Crystal Caviness, United Press International

Atkins speaks quietly and maintains a deferential politeness that comes from being raised by caring parents. Whether speaking or listening, he fixes his gaze on whomever he's with. There's a sense that no nuance escapes his attention, and that he would never use what he learns about people to betray a confidence, or tell a lie.

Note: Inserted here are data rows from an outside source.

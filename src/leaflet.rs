//! Leaflet Bindings
//!
//! The subset of the global `L` object the hospital map drives. Leaflet
//! itself is loaded by `index.html`.

use serde::Serialize;
use wasm_bindgen::prelude::*;

#[wasm_bindgen]
extern "C" {
    pub type LeafletMap;

    #[wasm_bindgen(js_namespace = L, js_name = map)]
    pub fn create_map(element: &web_sys::HtmlElement) -> LeafletMap;

    #[wasm_bindgen(method, js_name = setView)]
    pub fn set_view(this: &LeafletMap, center: &JsValue, zoom: u32) -> LeafletMap;

    #[wasm_bindgen(method, js_name = fitBounds)]
    pub fn fit_bounds(this: &LeafletMap, bounds: &JsValue, options: &JsValue) -> LeafletMap;

    #[wasm_bindgen(method)]
    pub fn remove(this: &LeafletMap);

    pub type Layer;

    #[wasm_bindgen(js_namespace = L, js_name = tileLayer)]
    pub fn tile_layer(url: &str, options: &JsValue) -> Layer;

    #[wasm_bindgen(js_namespace = L, js_name = circleMarker)]
    pub fn circle_marker(latlng: &JsValue, options: &JsValue) -> Layer;

    #[wasm_bindgen(js_namespace = L)]
    pub fn polyline(latlngs: &JsValue, options: &JsValue) -> Layer;

    #[wasm_bindgen(method, js_name = addTo)]
    pub fn add_to(this: &Layer, map: &LeafletMap) -> Layer;

    #[wasm_bindgen(method, js_name = bindPopup)]
    pub fn bind_popup(this: &Layer, html: &str) -> Layer;

    pub type LayerGroup;

    #[wasm_bindgen(js_namespace = L, js_name = layerGroup)]
    pub fn layer_group() -> LayerGroup;

    #[wasm_bindgen(method, js_name = addTo)]
    pub fn add_group_to(this: &LayerGroup, map: &LeafletMap) -> LayerGroup;

    #[wasm_bindgen(method, js_name = addLayer)]
    pub fn add_layer(this: &LayerGroup, layer: &Layer) -> LayerGroup;

    #[wasm_bindgen(method, js_name = clearLayers)]
    pub fn clear_layers(this: &LayerGroup) -> LayerGroup;
}

// ========================
// Option Objects
// ========================

#[derive(Serialize)]
pub struct TileOptions<'a> {
    pub attribution: &'a str,
    #[serde(rename = "maxZoom")]
    pub max_zoom: u32,
}

#[derive(Serialize)]
pub struct CircleOptions<'a> {
    pub radius: f64,
    pub color: &'a str,
    #[serde(rename = "fillColor")]
    pub fill_color: &'a str,
    #[serde(rename = "fillOpacity")]
    pub fill_opacity: f64,
    pub weight: u32,
}

#[derive(Serialize)]
pub struct LineOptions<'a> {
    pub color: &'a str,
    pub weight: u32,
    #[serde(rename = "dashArray")]
    pub dash_array: &'a str,
}

#[derive(Serialize)]
pub struct FitOptions {
    pub padding: [u32; 2],
}

/// Serialize an option object or coordinate array for Leaflet
pub fn to_js<T: Serialize + ?Sized>(value: &T) -> JsValue {
    serde_wasm_bindgen::to_value(value).unwrap_or_else(|e| {
        log::error!("[Map] Could not build Leaflet argument: {}", e);
        JsValue::UNDEFINED
    })
}
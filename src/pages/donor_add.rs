//! Donor Registration Page
//!
//! Full donor record entry for hospital staff.

use leptos::prelude::*;
use leptos::task::spawn_local;

use got_blood_core::forms::{DonorForm, FormErrors, FormRecord};
use got_blood_core::RequestGuard;

use crate::components::{bound_field, BloodTypeSelect, FormMessage, Notice};
use crate::context::use_app;

#[component]
pub fn DonorAddPage() -> impl IntoView {
    let app = use_app();
    let form = RwSignal::new(DonorForm::default());
    let (errors, set_errors) = signal(FormErrors::default());
    let (notice, set_notice) = signal(Notice::None);
    let (submitting, set_submitting) = signal(false);
    let guard = RequestGuard::new();

    let on_submit = {
        let guard = guard.clone();
        move |ev: web_sys::SubmitEvent| {
            ev.prevent_default();
            set_notice.set(Notice::None);
            let payload = match form.with_untracked(|f| f.to_payload()) {
                Ok(payload) => payload,
                Err(e) => {
                    set_notice.set(Notice::Error(e.summary()));
                    set_errors.set(e);
                    return;
                }
            };
            set_errors.set(FormErrors::default());
            set_submitting.set(true);

            let ticket = guard.ticket();
            let api = app.api.clone();
            spawn_local(async move {
                let result = api.add_donor(&payload).await;
                if !ticket.is_current() {
                    return;
                }
                set_submitting.set(false);
                match &result {
                    Ok(_) => {
                        log::info!("[DonorAdd] Added donor {}", payload.donor_id);
                        form.set(DonorForm::default());
                    }
                    Err(e) => log::warn!("[DonorAdd] {}", e),
                }
                set_notice.set(result.into());
            });
        }
    };
    on_cleanup(move || guard.invalidate());

    view! {
        <div class="form-container">
            <h2>"Add Donor"</h2>
            <form on:submit=on_submit novalidate=true>
                {bound_field(form, errors, "Donor ID", "donor_id", "text", |f| f.donor_id.clone(), |f, v| f.donor_id = v)}
                {bound_field(form, errors, "First Name", "first_name", "text", |f| f.first_name.clone(), |f, v| f.first_name = v)}
                {bound_field(form, errors, "Last Name", "last_name", "text", |f| f.last_name.clone(), |f, v| f.last_name = v)}
                {bound_field(form, errors, "Age", "age", "number", |f| f.age.clone(), |f, v| f.age = v)}
                <BloodTypeSelect
                    label="Blood Type"
                    name="blood_type"
                    value=Signal::derive(move || form.with(|f| f.blood_type.clone()))
                    on_change=Callback::new(move |v: String| form.update(|f| f.blood_type = v))
                    errors=errors
                />
                {bound_field(form, errors, "City", "city", "text", |f| f.city.clone(), |f, v| f.city = v)}
                {bound_field(form, errors, "State", "state", "text", |f| f.state.clone(), |f, v| f.state = v)}
                {bound_field(form, errors, "Latitude", "lat", "number", |f| f.lat.clone(), |f, v| f.lat = v)}
                {bound_field(form, errors, "Longitude", "lon", "number", |f| f.lon.clone(), |f, v| f.lon = v)}
                {bound_field(form, errors, "Email", "email", "email", |f| f.email.clone(), |f, v| f.email = v)}
                {bound_field(form, errors, "Phone", "phone", "tel", |f| f.phone.clone(), |f, v| f.phone = v)}
                <button type="submit" class="btn-primary" disabled=move || submitting.get()>"Add Donor"</button>
            </form>
            <FormMessage notice=notice />
        </div>
    }
}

"Night after night," he says, "signs come to him that the music on this album is reaching people." He talks about the concerts where, as he sings 'Honesty,' he sees troubled couples in the audience soften toward each other, tears coming from her eyes and a kind of understanding coming into his. He remembers when a frantic fan pounded on his tour bus as it was pulling out, pleading even for a lyric sheet for that song to give to his wife as a gesture of reconciliation. Or the many people who have thanked him for writing 'My Old Man' and asked for a copy to give to their parents.

Today, though, he's talking about a song that's yet to be written, about his own first birth child, Elijah. "He's my world," Rodney says. "I was with my wife after he was born. Just as the nurse was leaving the room, she turned back and said, 'Oh, by the way, his blood type is A-Positive.' That's my blood type, and it hit me right then that he's the only blood relative I know on this planet. I just completely lost it -- I still do."

Since his single 'Honesty' was released and earned top 5 status, making it to #4 on Billboard from his debut album, a feat that is rare these days, Atkins has spent most of the past year on the road playing various venues. "I've had a wonderful time on the road. One night we may play for 500 people in a small club and then the next day play a festival in front of 50,000. It's been an adventure, and show after show I've watched people recognize the songs they hear. I've felt my band step it up night after night, and we seem to take it to the next level, entertaining folks all over the country. That's the goal, to give them a show they will talk about for a long time. We want to make sure everybody gets their money's worth – fans, club owners, promoters and all. We know that we are building relationships that will last."

Rodney is now working on his sophomore project for Curb Records. "It is an exciting time to be in the studio and writing songs after being on the road. It has allowed me to find out first hand what the listeners react to and want to hear. To really dig in and discover what it is that I love to do, to make the music I want to be known for - country music."